*** Opening DATA LISTING ***
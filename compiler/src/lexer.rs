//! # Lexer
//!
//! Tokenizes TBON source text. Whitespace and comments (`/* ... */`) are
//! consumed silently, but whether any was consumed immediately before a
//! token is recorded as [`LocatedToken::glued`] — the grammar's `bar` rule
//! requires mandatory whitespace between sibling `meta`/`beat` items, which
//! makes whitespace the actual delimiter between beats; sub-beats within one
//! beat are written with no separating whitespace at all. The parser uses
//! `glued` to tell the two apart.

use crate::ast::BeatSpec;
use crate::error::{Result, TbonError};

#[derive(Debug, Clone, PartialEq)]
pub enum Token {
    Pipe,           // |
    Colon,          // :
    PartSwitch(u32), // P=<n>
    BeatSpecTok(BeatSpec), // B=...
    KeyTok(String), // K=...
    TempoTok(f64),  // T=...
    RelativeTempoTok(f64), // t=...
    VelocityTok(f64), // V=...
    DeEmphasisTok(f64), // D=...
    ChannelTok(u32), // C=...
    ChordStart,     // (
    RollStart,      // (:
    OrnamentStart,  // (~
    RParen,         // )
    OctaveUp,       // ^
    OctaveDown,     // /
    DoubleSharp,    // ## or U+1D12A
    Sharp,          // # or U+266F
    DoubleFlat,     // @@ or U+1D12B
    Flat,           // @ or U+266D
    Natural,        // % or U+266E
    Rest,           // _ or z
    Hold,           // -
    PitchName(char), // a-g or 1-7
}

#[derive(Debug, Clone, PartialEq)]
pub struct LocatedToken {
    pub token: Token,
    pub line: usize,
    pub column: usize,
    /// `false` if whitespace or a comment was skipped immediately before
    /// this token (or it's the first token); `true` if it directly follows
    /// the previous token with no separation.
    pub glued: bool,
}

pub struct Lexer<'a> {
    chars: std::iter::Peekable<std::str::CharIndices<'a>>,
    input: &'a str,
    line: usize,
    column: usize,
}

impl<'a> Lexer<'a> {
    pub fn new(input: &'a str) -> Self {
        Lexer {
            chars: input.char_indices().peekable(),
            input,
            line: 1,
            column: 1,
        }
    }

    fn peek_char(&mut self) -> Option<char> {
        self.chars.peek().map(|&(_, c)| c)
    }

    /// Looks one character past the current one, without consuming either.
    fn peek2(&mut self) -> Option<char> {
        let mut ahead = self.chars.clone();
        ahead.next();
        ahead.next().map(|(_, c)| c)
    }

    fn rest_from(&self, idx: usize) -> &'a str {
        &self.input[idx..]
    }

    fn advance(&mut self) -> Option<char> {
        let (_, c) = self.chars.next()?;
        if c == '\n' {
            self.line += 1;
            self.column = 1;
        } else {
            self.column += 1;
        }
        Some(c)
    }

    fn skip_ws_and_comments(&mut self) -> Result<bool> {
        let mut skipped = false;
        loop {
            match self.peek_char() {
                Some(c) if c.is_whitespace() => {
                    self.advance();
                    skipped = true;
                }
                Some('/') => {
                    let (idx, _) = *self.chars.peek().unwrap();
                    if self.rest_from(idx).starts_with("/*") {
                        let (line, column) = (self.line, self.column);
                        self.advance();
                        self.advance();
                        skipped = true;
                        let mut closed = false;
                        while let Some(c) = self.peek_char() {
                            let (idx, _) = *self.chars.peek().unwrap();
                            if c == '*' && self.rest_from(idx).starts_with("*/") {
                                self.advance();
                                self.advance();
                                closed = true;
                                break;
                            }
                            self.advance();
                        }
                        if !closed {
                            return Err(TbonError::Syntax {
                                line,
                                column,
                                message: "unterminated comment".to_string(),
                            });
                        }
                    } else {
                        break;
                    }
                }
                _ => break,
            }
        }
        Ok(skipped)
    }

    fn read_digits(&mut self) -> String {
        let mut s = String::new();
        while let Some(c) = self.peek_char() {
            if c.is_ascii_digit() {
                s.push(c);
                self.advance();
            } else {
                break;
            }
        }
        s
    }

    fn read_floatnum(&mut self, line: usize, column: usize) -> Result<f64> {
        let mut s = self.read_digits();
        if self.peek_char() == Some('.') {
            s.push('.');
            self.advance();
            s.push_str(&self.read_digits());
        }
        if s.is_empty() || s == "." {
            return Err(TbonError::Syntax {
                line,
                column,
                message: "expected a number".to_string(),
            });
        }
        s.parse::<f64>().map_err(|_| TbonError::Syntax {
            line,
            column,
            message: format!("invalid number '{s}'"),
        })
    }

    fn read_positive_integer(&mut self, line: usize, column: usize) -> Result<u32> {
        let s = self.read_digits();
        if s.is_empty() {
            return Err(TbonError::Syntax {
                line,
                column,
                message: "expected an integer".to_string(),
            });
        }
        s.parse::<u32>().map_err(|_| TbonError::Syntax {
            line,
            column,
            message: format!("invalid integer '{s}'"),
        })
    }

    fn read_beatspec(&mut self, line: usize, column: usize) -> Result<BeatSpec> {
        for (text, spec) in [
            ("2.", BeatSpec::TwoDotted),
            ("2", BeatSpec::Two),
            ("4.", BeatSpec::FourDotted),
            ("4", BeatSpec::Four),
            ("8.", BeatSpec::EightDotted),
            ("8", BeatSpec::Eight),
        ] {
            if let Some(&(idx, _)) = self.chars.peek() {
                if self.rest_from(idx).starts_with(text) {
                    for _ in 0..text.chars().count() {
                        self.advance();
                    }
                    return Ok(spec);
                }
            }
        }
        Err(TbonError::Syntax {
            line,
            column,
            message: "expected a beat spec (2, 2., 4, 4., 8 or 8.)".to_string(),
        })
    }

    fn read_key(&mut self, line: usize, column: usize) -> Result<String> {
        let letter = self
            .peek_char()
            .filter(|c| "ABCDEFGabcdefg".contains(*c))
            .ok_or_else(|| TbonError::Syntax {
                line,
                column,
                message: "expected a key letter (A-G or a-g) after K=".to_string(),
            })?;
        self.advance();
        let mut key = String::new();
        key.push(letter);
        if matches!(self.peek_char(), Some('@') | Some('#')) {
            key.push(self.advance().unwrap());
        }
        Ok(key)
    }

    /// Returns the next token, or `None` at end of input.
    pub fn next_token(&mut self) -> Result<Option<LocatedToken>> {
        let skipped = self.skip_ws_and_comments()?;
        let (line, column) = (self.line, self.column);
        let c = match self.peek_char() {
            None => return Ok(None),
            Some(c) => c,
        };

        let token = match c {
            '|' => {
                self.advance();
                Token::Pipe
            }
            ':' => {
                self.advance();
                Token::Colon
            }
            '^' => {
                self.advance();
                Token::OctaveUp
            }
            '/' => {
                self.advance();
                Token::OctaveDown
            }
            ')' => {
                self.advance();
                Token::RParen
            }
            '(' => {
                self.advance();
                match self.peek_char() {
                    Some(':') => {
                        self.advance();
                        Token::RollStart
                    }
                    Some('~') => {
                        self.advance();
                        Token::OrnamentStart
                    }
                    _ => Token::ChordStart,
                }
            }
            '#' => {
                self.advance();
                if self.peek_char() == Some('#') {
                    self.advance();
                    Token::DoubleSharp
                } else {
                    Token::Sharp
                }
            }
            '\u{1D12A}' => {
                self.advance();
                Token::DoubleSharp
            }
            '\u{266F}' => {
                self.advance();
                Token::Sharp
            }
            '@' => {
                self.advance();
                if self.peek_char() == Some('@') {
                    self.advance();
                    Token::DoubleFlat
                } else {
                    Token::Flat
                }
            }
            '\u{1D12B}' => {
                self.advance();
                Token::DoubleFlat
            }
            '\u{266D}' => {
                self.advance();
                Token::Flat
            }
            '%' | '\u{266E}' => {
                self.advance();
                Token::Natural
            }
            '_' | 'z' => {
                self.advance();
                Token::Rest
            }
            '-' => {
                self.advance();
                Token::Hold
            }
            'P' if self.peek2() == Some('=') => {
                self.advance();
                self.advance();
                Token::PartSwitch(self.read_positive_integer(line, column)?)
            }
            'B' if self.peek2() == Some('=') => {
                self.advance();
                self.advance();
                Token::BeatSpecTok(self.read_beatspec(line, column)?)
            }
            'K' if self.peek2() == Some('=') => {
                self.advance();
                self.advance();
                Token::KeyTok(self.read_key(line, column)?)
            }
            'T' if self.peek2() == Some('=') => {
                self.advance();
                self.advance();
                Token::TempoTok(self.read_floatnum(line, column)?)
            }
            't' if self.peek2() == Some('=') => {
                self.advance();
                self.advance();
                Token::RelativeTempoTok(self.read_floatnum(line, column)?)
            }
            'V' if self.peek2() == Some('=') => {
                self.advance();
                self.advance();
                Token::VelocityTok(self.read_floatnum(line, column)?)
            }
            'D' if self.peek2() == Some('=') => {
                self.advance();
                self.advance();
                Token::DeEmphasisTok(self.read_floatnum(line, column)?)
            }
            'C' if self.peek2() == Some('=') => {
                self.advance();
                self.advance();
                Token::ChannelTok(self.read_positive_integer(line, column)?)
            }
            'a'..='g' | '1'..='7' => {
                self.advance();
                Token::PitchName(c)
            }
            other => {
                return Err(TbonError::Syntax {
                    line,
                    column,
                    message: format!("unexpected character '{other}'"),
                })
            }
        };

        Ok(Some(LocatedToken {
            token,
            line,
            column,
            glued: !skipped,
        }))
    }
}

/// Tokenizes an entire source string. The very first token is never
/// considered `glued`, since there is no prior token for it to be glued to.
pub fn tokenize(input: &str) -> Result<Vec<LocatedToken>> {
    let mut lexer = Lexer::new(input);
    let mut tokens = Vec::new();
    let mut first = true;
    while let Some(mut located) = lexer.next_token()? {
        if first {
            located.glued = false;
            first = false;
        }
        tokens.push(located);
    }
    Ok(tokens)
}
*** Closing DATA LISTING ***
*** Opening DATA LISTING ***
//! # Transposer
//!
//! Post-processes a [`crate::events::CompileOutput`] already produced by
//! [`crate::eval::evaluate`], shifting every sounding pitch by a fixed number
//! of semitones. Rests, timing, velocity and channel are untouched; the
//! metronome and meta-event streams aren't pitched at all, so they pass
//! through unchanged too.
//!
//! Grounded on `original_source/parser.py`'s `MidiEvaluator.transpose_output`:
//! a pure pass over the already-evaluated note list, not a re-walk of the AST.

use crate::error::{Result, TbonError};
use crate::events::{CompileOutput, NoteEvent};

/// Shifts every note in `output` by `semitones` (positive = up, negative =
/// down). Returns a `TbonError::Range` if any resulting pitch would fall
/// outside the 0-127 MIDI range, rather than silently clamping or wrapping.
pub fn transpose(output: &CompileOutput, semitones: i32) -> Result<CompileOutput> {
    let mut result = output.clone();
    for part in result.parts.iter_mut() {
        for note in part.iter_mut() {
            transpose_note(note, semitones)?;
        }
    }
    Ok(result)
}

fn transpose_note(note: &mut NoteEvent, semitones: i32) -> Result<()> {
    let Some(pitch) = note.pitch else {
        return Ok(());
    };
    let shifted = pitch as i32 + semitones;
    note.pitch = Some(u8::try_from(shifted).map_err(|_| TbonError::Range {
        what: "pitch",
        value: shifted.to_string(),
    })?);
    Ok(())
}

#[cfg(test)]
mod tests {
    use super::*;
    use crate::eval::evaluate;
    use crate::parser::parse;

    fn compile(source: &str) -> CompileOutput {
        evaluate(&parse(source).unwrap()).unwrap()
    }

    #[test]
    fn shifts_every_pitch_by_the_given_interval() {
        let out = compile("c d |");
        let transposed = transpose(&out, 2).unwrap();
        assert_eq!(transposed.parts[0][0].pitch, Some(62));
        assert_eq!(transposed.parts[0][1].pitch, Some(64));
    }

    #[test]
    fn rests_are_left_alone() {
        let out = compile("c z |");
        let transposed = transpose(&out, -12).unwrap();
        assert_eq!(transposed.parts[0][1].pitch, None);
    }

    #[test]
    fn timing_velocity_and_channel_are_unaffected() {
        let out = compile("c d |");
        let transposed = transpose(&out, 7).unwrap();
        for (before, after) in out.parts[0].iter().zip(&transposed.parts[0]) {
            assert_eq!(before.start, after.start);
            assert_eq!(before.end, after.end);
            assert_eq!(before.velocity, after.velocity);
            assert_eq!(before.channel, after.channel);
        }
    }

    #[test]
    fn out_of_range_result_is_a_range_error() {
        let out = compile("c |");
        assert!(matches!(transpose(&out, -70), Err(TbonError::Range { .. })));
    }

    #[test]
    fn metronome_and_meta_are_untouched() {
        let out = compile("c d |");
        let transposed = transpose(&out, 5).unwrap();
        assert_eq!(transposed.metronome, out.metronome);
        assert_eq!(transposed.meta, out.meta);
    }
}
*** Closing DATA LISTING ***
**WHAT YOU SHOULD DO:**
Your answer should consist of copies of the lines above that include the string "input".

**ANSWER AREA:**
    input: &'a str,
    pub fn new(input: &'a str) -> Self {
            chars: input.char_indices().peekable(),
            input,
        &self.input[idx..]
    /// Returns the next token, or `None` at end of input.
pub fn tokenize(input: &str) -> Result<Vec<LocatedToken>> {
    let mut lexer = Lexer::new(input);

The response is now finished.